Collected data:

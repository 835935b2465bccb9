use crate::identity::{now_nanos, IdentityHandle};
use std::sync::Mutex;

/// The identity a connector currently holds. Only connect, disconnect and
/// init write it.
#[derive(Default)]
pub(crate) struct SessionSlot {
    inner: Mutex<SlotState>,
}

#[derive(Default)]
struct SlotState {
    initialized: bool,
    identity: Option<IdentityHandle>,
    /// Nanoseconds since the epoch; `None` never expires.
    expiration: Option<u64>,
}

impl SessionSlot {
    pub fn mark_initialized(&self) -> bool {
        let mut state = self.inner.lock().unwrap();
        let first = !state.initialized;
        state.initialized = true;
        first
    }

    pub fn is_initialized(&self) -> bool {
        self.inner.lock().unwrap().initialized
    }

    pub fn set(&self, identity: IdentityHandle, expiration: Option<u64>) {
        let mut state = self.inner.lock().unwrap();
        state.identity = Some(identity);
        state.expiration = expiration;
    }

    pub fn clear(&self) -> bool {
        let mut state = self.inner.lock().unwrap();
        state.expiration = None;
        state.identity.take().is_some()
    }

    pub fn identity(&self) -> Option<IdentityHandle> {
        self.inner.lock().unwrap().identity.clone()
    }

    /// The identity if it has not expired yet. An expired one is dropped.
    pub fn valid_identity(&self) -> Option<IdentityHandle> {
        let mut state = self.inner.lock().unwrap();
        if state.expiration.is_some_and(|expiration| expiration <= now_nanos()) {
            state.identity = None;
            state.expiration = None;
        }
        state.identity.clone()
    }
}

#[cfg(test)]
mod tests {
    use super::*;
    use ic_agent::identity::AnonymousIdentity;
    use std::sync::Arc;

    #[test]
    fn expired_identities_are_dropped() {
        let slot = SessionSlot::default();
        assert!(slot.mark_initialized());
        assert!(!slot.mark_initialized());

        slot.set(Arc::new(AnonymousIdentity), Some(1));
        assert!(slot.identity().is_some());
        assert!(slot.valid_identity().is_none());
        assert!(slot.identity().is_none());

        slot.set(Arc::new(AnonymousIdentity), None);
        assert!(slot.valid_identity().is_some());
        assert!(slot.clear());
        assert!(!slot.clear());
    }
}
use crate::error::structured_file::StructuredFileError;
use crate::error::structured_file::StructuredFileError::{
    DeserializeJsonFileFailed, ReadJsonFileFailed, SerializeJsonFileFailed,
};
use serde::Serialize;
use std::path::Path;

pub fn load_json_file<T: for<'a> serde::de::Deserialize<'a>>(
    path: &Path,
) -> Result<T, StructuredFileError> {
    let content = crate::fs::read(path).map_err(ReadJsonFileFailed)?;

    serde_json::from_slice(content.as_ref())
        .map_err(|err| DeserializeJsonFileFailed(Box::new(path.to_path_buf()), err))
}

pub fn save_json_file<T: Serialize>(path: &Path, value: &T) -> Result<(), StructuredFileError> {
    let content = serde_json::to_string_pretty(&value)
        .map_err(|err| SerializeJsonFileFailed(Box::new(path.to_path_buf()), err))?;
    crate::fs::write(path, content)?;
    Ok(())
}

**What the task asks**: Copy out all lines above holding "clone".

**Exercise result**:
        self.inner.lock().unwrap().identity.clone()
        state.identity.clone()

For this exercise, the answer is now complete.